## WHAT THIS TASK INVOLVES
Using the material that follows, output exactly the lines from the one containing "export.messages.len()" through the one containing "chat exports from", with both ends kept.

## SUPPLIED INFORMATION

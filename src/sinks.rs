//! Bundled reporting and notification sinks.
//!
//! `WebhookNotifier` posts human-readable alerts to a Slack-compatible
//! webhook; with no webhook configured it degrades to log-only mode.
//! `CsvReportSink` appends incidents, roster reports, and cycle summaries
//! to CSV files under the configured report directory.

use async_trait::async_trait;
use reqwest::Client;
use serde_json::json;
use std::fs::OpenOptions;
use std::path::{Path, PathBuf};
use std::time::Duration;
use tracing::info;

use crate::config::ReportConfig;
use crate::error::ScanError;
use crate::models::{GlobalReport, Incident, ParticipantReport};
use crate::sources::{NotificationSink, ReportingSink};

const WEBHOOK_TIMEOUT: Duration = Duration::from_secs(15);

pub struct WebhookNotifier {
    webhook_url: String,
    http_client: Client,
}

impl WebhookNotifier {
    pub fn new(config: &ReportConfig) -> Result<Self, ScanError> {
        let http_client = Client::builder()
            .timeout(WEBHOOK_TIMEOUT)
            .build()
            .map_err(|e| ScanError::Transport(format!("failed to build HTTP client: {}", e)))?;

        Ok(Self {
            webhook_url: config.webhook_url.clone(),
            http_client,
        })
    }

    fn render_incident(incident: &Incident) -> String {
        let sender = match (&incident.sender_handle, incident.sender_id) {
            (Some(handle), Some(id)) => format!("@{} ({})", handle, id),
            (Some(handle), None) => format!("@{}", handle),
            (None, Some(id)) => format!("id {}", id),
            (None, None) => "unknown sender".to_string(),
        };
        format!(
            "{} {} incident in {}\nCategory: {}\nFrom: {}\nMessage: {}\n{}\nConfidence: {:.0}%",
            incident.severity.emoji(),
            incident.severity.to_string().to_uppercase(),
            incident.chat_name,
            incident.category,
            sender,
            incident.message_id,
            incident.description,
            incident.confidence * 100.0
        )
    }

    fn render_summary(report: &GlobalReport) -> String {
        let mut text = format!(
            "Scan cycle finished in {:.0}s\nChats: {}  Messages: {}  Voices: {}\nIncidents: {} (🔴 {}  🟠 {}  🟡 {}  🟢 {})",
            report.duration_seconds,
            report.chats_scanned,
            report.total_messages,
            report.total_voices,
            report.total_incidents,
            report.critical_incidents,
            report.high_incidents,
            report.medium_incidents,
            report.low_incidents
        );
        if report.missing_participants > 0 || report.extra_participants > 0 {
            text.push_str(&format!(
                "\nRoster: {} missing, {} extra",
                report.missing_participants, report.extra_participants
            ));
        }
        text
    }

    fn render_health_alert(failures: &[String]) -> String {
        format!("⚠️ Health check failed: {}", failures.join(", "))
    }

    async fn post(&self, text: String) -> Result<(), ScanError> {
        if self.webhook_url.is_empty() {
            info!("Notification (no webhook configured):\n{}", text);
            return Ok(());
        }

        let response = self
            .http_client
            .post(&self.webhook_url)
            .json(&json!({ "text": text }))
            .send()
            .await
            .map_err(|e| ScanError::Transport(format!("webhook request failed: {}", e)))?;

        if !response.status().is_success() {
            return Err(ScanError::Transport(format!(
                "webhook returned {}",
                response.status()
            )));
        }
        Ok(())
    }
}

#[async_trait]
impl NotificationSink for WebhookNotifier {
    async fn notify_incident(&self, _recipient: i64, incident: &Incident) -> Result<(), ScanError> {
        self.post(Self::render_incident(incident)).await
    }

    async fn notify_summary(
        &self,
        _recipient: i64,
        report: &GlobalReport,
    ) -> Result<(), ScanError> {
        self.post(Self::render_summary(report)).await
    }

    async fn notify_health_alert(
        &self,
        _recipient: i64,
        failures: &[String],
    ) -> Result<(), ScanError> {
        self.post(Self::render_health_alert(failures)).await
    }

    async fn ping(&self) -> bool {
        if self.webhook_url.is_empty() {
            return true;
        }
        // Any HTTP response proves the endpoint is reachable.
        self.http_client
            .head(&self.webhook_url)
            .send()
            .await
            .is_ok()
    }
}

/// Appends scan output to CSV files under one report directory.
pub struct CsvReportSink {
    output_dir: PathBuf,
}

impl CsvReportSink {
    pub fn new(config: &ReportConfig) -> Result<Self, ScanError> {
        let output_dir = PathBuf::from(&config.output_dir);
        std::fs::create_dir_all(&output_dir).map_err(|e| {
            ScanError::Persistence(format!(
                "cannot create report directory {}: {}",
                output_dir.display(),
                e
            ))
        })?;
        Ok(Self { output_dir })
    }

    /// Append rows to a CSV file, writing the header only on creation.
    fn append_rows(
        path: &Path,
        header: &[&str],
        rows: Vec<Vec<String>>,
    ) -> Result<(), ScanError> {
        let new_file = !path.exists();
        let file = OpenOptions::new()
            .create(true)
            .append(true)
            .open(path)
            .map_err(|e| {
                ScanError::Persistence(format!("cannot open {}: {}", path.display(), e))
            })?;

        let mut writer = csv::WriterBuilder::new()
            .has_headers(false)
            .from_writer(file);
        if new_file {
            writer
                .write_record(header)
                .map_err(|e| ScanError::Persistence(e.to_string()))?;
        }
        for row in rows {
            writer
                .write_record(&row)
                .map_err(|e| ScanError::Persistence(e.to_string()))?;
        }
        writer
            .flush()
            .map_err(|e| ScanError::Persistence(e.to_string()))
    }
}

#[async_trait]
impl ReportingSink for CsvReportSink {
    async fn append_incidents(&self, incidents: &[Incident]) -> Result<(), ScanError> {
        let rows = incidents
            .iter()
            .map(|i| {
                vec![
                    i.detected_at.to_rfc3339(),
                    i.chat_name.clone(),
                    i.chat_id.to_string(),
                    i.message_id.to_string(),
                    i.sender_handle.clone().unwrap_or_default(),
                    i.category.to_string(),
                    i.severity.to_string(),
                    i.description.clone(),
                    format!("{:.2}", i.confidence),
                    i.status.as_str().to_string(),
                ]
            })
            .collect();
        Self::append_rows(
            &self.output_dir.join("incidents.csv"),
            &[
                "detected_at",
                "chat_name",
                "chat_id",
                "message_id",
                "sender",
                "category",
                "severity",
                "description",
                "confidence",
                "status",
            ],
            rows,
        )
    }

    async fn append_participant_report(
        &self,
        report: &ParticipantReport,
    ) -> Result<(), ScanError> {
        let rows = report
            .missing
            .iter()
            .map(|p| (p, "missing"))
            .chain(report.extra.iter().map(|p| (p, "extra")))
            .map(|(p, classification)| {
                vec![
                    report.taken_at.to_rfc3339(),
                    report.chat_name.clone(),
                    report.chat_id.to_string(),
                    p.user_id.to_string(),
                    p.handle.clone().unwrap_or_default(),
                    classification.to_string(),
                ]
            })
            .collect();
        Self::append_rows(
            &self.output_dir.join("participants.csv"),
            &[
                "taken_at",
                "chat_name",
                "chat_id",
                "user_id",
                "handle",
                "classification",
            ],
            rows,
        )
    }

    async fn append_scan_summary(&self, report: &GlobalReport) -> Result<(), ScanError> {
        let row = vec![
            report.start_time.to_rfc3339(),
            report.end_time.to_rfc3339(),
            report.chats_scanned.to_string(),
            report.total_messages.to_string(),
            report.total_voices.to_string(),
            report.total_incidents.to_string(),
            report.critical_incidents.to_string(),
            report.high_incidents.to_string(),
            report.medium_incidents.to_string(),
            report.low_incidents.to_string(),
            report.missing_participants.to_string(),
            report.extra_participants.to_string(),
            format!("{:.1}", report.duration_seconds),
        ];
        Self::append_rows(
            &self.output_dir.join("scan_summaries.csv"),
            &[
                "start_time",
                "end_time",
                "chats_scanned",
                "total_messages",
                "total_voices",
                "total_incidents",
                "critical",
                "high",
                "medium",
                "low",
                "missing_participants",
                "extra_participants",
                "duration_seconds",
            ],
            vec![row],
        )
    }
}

...

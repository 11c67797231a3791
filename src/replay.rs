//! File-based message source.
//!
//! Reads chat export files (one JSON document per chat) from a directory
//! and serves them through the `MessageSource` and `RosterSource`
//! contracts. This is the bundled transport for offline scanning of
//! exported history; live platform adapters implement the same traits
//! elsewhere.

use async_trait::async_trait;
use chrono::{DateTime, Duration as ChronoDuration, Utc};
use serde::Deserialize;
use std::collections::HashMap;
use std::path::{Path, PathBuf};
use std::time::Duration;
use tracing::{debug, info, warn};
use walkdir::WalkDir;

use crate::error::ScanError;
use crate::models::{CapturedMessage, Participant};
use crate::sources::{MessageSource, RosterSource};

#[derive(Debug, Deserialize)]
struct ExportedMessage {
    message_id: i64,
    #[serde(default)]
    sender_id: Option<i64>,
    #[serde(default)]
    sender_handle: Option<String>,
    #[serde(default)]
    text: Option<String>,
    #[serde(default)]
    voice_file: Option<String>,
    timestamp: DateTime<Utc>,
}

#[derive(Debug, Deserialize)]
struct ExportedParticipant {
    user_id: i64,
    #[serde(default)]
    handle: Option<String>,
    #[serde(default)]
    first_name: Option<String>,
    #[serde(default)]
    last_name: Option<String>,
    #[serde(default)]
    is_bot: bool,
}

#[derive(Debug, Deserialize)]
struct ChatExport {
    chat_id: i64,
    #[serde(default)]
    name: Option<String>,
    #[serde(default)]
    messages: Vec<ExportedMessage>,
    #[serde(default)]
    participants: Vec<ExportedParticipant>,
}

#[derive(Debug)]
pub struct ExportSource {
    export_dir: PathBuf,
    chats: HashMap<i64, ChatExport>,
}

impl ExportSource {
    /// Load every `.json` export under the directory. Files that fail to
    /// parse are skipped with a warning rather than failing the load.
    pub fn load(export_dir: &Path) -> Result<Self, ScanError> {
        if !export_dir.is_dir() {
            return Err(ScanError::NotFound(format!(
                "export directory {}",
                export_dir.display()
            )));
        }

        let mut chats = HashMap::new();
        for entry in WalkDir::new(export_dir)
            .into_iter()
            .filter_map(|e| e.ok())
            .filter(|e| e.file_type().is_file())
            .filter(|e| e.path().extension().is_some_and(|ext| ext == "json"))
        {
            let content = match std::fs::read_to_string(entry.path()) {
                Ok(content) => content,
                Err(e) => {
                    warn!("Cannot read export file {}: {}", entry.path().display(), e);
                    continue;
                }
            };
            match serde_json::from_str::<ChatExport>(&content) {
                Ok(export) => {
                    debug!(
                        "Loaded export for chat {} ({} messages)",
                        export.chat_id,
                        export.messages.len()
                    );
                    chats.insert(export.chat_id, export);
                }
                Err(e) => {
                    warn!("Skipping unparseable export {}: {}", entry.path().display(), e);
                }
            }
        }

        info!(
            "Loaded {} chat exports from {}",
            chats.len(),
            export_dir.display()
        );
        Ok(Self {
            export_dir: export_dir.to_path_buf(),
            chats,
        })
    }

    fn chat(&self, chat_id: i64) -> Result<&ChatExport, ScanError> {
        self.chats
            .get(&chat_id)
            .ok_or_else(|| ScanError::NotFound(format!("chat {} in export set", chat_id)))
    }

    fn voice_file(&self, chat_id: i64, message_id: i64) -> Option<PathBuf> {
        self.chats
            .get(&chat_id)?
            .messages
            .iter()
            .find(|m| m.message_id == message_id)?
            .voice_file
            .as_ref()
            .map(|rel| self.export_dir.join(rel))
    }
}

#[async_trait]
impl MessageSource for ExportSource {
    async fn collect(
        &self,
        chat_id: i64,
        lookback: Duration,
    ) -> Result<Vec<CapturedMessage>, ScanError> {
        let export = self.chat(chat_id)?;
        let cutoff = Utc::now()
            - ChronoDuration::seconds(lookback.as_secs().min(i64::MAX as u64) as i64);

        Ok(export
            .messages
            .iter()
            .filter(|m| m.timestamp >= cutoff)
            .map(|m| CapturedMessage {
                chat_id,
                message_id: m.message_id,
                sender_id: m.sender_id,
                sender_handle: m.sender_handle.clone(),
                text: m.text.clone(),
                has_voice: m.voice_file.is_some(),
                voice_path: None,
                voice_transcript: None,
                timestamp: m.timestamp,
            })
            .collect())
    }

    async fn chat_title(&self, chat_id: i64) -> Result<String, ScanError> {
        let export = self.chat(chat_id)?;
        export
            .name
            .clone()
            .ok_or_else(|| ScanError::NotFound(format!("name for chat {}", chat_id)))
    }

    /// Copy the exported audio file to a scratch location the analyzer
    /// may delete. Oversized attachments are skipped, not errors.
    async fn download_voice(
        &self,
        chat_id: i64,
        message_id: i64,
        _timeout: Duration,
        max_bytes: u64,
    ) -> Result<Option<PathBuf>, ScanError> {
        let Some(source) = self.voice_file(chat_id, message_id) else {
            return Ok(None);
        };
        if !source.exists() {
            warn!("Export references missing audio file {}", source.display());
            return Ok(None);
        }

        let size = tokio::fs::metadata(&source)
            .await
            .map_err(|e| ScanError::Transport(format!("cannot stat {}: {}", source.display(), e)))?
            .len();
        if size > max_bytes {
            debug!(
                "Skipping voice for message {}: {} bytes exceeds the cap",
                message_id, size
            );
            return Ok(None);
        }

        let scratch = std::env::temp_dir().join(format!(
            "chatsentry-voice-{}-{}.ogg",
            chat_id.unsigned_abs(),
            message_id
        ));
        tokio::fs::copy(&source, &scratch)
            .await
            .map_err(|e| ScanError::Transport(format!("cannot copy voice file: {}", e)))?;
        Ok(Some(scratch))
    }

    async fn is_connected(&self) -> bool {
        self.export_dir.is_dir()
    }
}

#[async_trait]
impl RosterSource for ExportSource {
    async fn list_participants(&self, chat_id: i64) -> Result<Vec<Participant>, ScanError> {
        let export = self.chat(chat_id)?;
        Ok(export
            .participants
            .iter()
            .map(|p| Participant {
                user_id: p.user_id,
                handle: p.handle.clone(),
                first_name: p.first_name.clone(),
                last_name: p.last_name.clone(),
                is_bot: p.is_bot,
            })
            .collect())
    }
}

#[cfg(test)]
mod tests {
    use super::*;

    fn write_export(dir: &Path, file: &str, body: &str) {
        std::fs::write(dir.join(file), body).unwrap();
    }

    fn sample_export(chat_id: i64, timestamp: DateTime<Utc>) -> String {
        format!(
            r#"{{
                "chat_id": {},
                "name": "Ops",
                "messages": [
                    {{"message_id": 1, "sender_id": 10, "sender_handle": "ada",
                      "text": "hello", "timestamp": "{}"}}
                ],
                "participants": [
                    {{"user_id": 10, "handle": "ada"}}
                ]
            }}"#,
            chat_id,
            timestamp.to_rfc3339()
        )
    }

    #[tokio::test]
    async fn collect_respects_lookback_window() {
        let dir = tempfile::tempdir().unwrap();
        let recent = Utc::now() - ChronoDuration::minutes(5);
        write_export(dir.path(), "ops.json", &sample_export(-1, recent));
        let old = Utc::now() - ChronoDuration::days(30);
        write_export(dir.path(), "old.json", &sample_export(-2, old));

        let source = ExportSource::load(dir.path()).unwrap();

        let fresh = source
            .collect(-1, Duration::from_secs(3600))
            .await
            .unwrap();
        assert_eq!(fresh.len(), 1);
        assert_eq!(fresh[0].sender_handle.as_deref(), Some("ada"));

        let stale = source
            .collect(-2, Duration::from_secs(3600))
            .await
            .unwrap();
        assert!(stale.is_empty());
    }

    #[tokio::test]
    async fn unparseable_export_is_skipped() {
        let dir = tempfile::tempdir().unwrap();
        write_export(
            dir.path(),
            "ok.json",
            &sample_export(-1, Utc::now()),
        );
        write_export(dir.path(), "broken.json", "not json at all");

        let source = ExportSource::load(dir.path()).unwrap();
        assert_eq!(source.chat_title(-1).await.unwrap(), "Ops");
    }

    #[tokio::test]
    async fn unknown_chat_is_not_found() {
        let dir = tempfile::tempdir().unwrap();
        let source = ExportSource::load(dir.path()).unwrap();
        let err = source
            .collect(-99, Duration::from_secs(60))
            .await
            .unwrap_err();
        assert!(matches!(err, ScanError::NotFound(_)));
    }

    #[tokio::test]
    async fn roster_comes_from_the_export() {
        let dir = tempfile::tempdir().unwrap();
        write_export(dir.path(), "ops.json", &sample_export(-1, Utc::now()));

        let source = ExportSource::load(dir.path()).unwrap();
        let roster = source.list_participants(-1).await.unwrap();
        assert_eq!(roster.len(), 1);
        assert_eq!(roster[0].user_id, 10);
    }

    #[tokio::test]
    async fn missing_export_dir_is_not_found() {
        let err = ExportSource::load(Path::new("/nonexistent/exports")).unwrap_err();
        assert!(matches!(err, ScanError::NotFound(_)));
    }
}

## WRITTEN ANSWER
                        export.messages.len()
                    );
                    chats.insert(export.chat_id, export);
                }
                Err(e) => {
                    warn!("Skipping unparseable export {}: {}", entry.path().display(), e);
                }
            }
        }

        info!(
            "Loaded {} chat exports from {}",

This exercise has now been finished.